La propagation du virus partout en Europe au début de l'année 2020 a précipité l'économie française dans une violente et durable crise. La persistance du virus oblige les autorités a prolongé sans cesse les mesures d'urgence dans le contexte de cette pandémie à rallonge. Si le début de la campagne de vaccination a donné des lueurs d'espoir dans les milieux économiques et financiers, le durcissement des mesures d'endiguement dans la plupart des pays européens et la saturation des services sanitaires dans les zones les plus affectées repoussent sans cesse le début d'un rebond économique durable et solide. Face à ces périls, la direction de Bercy a été fortement mobilisée pour gérer le fonds de solidarité. "Sur l'évolution du fonds de solidarité, nous cherchons dans une telle période à mieux couvrir les entreprises les plus touchées, et mieux les accompagner en sortie de crise" signale Thomas Courbe.

Au total, ce sont 11 milliards d'euros qui ont été accordés aux entreprises, indépendants et entrepreneurs en 2020. Et cette enveloppe pourrait encore gonfler avec les dernières annonces de Bruno Le Maire jeudi soir.
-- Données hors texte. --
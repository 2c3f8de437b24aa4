//! Reversed-Z conventions: depth 1 is near, 0 is far.
//!
//! Each helper takes `is_depth_reversed` so callers can follow their config;
//! [`IS_DEPTH_REVERSED`] is the engine default.

use crate::device::CompareMode;

pub const IS_DEPTH_REVERSED: bool = true;

/// Mirrors an ordering comparison. Equality and constant modes are unchanged.
pub fn reverse_depth_for_compare_mode(mode: CompareMode, is_depth_reversed: bool) -> CompareMode {
    if !is_depth_reversed {
        return mode;
    }
    match mode {
        CompareMode::Less => CompareMode::Greater,
        CompareMode::LessEqual => CompareMode::GreaterEqual,
        CompareMode::GreaterEqual => CompareMode::LessEqual,
        CompareMode::Greater => CompareMode::Less,
        other => other,
    }
}

pub fn reverse_depth_for_clear_value(n: f32, is_depth_reversed: bool) -> f32 {
    if is_depth_reversed { 1.0 - n } else { n }
}

pub fn reverse_depth_for_depth_offset(n: f32, is_depth_reversed: bool) -> f32 {
    if is_depth_reversed { -n } else { n }
}

/// Evaluates `a <op> b` with `op` written for conventional depth.
///
/// # Panics
/// Panics for modes other than the four ordering comparisons.
pub fn compare_depth_values(a: f32, b: f32, op: CompareMode, is_depth_reversed: bool) -> bool {
    match reverse_depth_for_compare_mode(op, is_depth_reversed) {
        CompareMode::Less => a < b,
        CompareMode::LessEqual => a <= b,
        CompareMode::Greater => a > b,
        CompareMode::GreaterEqual => a >= b,
        other => panic!("compare_depth_values: {other:?} is not an ordering comparison"),
    }
}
L'entourage du ministre a indiqué que "les entreprises du secteur S1 bis (viticulteurs, pêcheurs en mer, centrales d'achats alimentaires,...) perdant au moins 70% de leur chiffre d'affaires, auront le droit à une indemnisation couvrant 20% de leur chiffre d'affaires 2019 dans la limite de 200.000 euros par mois. Ces entreprises pourront bénéficier de cette aide à compter de décembre 2020, quelle que soit leur taille." Le locataire de Bercy a également annoncé la prise en charge jusqu'à 70% des frais fixes pour les entreprises fermées administrativement et ayant un chiffre d'affaires supérieur à 1 million d'euros. Cette aide exceptionnelle s'ajoutera à l'aide du fonds de solidarité. Elle sera plafonnée à 3 millions d'euros sur la période de janvier à juin 2021.

Un plan de relance sollicité surtout par les industriels

Le plan de relance présenté début septembre par le gouvernement doté d'une enveloppe de 100 milliards d'euros a en partie été élaboré par la direction générale des entreprises. Sur le calendrier des mesures, Thomas Courbe assure que "paradoxalement, la mise en oeuvre du plan de relance est en avance dans certains secteurs. Les dispositifs sur l'industrie fonctionnent très bien. Le plan de relance est très territorialisé avec des projets d'investissement. Nous prévoyons un renforcement des mesures pour l'industrie dans les mois à venir. Dans l'industrie, les dirigeants sont relativement confiants dans l'avenir. 6.500 PME industrielles ont fait appel à ce plan de relance." Au total, 394 projets ont été financés représentant 372 millions d'euros d'aides et 1,5 milliard d'euros d'investissements industriels fin novembre indique le rapport. "Dans la relance, on veut éviter les effets d'aubaine. Le taux de sélectivité est d'environ 30%. On refuse environ 70% des projets. Il faut un levier d'investissement public. Cet effet de levier de l'investissement public est estimé entre 4 et 5" a-t-il ajouté.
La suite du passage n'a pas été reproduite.